[Stored items]
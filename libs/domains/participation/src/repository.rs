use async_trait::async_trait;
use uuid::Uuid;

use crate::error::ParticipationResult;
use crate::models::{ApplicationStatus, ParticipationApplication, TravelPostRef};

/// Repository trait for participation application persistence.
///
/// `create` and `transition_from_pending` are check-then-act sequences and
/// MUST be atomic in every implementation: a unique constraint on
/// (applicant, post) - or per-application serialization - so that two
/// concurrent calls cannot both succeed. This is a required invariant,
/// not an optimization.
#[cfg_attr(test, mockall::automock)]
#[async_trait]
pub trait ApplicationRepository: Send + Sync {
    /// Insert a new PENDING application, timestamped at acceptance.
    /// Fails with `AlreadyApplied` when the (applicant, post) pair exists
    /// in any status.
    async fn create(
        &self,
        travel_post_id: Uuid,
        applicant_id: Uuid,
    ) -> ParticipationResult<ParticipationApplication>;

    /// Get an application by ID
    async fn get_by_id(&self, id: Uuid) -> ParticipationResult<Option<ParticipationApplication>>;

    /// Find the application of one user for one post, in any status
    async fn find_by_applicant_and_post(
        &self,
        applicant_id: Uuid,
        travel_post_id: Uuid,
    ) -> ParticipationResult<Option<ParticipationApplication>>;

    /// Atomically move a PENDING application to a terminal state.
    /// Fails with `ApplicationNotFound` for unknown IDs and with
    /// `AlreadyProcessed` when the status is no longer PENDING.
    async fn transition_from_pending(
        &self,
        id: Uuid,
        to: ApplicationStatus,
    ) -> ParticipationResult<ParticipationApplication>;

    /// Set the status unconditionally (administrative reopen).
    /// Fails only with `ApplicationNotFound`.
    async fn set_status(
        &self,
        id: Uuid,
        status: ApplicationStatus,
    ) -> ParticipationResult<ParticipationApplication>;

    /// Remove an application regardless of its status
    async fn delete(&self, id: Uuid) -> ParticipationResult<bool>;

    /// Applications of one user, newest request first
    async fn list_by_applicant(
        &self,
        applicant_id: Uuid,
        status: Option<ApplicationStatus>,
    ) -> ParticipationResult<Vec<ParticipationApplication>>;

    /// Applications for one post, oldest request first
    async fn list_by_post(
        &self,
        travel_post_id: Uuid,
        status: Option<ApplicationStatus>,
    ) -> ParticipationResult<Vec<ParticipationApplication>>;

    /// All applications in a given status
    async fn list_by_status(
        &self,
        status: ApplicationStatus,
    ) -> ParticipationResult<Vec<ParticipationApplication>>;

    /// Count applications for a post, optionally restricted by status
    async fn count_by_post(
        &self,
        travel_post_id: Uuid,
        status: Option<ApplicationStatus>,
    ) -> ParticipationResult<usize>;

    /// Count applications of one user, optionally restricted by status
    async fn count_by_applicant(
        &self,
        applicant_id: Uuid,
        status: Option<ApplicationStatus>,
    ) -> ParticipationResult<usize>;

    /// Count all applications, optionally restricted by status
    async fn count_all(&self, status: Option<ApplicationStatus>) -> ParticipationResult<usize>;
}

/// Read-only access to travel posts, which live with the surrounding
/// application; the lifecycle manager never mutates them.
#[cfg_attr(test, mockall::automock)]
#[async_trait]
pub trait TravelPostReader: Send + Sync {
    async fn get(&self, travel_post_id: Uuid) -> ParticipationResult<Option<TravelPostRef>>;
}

==

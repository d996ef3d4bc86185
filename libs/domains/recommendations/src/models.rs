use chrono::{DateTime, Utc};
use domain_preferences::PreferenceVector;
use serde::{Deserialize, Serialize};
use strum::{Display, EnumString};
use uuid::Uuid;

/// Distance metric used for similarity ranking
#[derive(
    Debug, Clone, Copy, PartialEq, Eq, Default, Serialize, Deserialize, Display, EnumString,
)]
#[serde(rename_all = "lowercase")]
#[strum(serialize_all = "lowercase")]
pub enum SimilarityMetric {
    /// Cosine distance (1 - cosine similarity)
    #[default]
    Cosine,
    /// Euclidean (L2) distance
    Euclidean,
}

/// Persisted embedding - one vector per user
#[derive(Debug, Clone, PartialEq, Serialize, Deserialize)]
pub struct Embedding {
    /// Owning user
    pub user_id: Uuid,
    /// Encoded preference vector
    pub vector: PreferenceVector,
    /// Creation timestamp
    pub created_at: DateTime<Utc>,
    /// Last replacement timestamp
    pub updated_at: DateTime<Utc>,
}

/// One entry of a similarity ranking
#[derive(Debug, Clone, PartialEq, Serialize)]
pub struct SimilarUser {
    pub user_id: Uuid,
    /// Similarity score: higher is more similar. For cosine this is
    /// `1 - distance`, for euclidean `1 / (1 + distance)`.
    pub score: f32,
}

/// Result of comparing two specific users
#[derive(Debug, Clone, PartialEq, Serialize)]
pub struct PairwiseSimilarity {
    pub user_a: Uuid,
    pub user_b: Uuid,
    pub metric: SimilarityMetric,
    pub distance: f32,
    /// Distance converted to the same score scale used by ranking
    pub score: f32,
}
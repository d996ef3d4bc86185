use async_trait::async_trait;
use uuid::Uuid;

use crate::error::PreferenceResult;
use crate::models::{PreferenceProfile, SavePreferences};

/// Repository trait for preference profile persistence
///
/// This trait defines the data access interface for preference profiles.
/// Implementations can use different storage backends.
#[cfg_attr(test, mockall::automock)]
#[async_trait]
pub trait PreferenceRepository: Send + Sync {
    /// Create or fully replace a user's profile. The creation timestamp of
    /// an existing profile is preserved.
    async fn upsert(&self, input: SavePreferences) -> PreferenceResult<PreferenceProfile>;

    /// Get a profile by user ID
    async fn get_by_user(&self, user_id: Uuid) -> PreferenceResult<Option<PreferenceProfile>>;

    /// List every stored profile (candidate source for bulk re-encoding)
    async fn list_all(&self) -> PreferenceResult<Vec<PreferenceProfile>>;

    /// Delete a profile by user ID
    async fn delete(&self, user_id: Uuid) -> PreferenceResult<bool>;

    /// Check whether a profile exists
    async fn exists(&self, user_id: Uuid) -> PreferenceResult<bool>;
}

_Problem requirements_
Give the number of lines above that contain the word "access", with no other text.

_Task solution_
2